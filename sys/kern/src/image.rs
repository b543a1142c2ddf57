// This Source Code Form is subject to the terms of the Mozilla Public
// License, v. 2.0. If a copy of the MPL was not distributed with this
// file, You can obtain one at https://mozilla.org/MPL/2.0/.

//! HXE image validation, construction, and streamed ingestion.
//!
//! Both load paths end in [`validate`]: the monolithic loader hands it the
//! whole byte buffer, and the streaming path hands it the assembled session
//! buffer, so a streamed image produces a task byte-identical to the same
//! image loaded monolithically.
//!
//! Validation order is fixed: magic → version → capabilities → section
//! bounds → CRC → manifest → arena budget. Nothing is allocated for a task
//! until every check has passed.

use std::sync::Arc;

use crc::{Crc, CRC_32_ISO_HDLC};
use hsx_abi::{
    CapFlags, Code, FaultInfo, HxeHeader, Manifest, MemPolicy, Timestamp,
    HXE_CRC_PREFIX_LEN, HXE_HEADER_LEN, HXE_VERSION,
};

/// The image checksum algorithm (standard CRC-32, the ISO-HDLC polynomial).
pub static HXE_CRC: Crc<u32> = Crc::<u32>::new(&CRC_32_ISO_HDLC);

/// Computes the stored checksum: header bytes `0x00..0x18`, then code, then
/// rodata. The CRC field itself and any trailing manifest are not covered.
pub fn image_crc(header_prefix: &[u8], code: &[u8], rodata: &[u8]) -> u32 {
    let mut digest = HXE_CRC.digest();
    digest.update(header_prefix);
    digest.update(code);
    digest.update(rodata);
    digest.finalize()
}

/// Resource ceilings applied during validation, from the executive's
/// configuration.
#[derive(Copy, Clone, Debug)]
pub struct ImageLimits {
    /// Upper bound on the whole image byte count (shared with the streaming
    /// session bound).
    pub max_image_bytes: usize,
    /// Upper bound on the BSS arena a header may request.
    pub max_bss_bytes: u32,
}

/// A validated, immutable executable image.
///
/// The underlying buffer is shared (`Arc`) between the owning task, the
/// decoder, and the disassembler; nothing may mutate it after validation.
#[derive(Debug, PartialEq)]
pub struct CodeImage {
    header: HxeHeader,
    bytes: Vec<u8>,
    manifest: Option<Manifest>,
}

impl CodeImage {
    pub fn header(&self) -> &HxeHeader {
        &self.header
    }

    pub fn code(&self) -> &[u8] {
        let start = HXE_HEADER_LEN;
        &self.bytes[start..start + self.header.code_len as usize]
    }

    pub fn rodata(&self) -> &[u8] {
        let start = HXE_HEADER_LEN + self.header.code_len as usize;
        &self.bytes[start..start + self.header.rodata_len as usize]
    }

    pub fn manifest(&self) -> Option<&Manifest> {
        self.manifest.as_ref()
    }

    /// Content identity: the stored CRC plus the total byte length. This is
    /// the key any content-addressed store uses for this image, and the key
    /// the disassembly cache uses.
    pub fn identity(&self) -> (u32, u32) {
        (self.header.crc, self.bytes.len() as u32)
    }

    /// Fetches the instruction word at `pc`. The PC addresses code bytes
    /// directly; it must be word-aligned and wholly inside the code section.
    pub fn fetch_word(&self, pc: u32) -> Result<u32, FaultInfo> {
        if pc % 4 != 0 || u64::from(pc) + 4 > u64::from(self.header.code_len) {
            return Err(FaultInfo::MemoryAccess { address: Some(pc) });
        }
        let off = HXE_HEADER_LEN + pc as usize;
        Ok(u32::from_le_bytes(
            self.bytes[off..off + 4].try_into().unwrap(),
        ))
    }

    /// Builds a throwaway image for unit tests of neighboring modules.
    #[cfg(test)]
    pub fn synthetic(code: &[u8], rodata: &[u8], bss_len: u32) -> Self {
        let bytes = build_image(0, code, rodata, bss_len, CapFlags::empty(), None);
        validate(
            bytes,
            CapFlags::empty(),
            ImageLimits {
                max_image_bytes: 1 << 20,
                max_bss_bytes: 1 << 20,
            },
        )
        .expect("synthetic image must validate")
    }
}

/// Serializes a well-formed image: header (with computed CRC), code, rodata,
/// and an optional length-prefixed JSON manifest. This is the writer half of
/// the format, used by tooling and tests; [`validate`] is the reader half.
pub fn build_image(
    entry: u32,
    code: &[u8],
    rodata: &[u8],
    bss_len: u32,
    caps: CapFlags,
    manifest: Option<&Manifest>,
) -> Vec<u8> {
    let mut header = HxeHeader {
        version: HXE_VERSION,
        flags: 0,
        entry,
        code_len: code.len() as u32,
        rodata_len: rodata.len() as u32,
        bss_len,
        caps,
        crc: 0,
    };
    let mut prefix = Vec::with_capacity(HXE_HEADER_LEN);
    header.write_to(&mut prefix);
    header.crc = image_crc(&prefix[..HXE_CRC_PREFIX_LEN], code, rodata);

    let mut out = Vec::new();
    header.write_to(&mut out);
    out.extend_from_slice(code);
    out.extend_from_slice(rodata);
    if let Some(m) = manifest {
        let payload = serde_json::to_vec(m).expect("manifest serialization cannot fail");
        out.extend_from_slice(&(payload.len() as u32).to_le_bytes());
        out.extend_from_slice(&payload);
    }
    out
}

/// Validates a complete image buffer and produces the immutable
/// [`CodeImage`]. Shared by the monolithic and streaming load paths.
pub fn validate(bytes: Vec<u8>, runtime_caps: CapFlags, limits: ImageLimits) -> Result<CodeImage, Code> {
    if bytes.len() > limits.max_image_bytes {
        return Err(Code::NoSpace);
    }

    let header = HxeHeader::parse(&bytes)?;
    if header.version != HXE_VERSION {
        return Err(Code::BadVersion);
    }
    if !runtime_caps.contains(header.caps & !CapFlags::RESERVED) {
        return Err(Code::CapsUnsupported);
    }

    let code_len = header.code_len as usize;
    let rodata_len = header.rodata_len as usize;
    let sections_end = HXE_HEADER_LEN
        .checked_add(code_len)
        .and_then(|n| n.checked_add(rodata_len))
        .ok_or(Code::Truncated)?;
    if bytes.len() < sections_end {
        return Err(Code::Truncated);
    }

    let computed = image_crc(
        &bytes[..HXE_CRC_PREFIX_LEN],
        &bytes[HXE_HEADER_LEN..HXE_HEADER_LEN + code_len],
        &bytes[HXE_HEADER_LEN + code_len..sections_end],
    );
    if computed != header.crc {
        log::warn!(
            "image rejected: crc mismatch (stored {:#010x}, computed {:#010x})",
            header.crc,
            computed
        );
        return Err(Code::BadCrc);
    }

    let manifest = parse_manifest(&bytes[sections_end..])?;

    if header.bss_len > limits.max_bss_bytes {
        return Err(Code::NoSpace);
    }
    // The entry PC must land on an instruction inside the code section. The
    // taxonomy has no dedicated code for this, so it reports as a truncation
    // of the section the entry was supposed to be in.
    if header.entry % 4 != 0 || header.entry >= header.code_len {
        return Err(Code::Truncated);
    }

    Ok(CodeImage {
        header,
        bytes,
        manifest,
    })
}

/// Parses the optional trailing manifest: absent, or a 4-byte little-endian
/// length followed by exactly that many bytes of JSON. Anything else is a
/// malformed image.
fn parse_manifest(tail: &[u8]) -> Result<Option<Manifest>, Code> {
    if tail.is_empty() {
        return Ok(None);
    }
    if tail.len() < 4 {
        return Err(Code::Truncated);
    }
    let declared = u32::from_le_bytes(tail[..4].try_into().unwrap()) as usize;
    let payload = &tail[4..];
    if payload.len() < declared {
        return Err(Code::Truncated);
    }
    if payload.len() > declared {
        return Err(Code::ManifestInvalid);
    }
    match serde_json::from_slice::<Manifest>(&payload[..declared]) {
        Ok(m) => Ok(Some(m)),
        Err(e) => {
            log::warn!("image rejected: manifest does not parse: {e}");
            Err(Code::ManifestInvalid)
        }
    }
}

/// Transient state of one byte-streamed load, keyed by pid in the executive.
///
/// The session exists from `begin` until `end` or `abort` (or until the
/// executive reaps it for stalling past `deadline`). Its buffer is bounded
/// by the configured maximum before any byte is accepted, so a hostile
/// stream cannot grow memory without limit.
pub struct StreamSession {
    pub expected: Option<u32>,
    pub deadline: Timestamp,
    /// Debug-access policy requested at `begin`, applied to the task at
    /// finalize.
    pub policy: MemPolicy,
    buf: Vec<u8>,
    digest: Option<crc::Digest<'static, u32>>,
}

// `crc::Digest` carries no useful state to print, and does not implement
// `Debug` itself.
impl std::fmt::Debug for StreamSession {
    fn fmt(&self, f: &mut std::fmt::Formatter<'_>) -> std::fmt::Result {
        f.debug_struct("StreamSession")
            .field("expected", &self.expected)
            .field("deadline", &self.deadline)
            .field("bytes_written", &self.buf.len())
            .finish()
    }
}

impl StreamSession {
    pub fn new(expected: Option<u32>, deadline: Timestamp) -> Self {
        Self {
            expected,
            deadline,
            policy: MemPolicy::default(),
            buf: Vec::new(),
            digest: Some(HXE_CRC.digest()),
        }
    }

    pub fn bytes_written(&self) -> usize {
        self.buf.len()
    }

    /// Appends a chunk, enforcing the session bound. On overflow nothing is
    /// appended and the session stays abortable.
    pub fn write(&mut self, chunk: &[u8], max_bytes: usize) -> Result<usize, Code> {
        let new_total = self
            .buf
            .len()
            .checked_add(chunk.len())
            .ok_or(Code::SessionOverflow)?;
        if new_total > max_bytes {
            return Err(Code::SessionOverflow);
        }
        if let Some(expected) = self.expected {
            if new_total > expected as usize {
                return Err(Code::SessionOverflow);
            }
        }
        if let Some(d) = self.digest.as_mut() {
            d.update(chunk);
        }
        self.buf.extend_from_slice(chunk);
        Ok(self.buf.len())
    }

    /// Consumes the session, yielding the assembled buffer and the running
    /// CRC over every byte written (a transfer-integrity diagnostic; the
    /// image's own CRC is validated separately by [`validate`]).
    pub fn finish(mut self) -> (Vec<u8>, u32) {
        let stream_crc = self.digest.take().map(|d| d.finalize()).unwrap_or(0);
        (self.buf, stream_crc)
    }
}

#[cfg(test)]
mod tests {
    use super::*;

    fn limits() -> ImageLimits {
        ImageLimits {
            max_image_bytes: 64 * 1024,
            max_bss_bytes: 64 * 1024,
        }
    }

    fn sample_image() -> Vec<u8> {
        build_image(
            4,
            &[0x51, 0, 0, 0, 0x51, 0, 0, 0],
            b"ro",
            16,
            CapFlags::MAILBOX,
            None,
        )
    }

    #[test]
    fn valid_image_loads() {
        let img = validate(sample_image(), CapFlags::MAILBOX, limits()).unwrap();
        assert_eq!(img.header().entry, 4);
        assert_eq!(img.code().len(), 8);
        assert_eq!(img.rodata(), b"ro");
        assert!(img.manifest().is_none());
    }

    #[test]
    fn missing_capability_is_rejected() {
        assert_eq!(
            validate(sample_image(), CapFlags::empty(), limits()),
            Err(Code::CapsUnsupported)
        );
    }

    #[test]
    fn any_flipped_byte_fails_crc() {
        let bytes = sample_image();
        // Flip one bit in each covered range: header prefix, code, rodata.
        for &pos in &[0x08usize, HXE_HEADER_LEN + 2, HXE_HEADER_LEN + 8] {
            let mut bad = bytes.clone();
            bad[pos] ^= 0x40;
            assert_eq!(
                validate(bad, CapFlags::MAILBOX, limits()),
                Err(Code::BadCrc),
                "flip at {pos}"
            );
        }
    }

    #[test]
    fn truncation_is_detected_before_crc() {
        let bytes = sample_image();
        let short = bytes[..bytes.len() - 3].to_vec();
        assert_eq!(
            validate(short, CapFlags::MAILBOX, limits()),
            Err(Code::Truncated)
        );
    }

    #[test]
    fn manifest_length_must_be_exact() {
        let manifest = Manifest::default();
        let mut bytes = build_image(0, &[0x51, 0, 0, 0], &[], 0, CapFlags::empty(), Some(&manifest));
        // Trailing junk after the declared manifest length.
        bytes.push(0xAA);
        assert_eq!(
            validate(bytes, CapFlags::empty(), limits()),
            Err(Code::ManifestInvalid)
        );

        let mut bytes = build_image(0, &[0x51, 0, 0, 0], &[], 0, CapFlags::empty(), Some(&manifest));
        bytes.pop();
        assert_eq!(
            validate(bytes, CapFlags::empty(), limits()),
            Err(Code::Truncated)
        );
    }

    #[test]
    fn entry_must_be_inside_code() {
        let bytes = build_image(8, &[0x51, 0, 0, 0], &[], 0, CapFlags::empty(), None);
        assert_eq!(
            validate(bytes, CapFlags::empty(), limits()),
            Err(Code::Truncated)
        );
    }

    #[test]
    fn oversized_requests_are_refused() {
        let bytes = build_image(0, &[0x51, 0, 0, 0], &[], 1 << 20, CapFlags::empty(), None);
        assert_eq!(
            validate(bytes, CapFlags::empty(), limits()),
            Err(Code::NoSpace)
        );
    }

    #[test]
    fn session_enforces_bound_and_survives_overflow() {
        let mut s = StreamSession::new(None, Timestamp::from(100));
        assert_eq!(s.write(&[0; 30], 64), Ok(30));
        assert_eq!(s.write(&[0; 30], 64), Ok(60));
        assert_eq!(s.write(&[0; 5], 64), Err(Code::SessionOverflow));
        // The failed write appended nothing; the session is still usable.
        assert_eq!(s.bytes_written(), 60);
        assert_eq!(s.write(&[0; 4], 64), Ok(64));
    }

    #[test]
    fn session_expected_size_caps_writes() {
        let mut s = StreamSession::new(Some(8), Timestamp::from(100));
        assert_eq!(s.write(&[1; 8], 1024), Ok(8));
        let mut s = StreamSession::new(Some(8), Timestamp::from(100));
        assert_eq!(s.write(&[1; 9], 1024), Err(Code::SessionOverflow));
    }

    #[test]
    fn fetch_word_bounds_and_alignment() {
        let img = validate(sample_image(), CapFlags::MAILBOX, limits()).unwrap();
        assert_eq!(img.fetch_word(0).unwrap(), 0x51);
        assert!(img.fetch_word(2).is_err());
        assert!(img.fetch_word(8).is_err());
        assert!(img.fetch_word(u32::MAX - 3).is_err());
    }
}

Activity
Please return every line from the first one in the records above down to the line containing "allocated for a task", including both, exactly as written and nothing more.

Exercise solution
filename sys/kern/src/image.rs
repository b543a1142c2ddf57
// This Source Code Form is subject to the terms of the Mozilla Public
// License, v. 2.0. If a copy of the MPL was not distributed with this
// file, You can obtain one at https://mozilla.org/MPL/2.0/.

//! HXE image validation, construction, and streamed ingestion.
//!
//! Both load paths end in [`validate`]: the monolithic loader hands it the
//! whole byte buffer, and the streaming path hands it the assembled session
//! buffer, so a streamed image produces a task byte-identical to the same
//! image loaded monolithically.
//!
//! Validation order is fixed: magic → version → capabilities → section
//! bounds → CRC → manifest → arena budget. Nothing is allocated for a task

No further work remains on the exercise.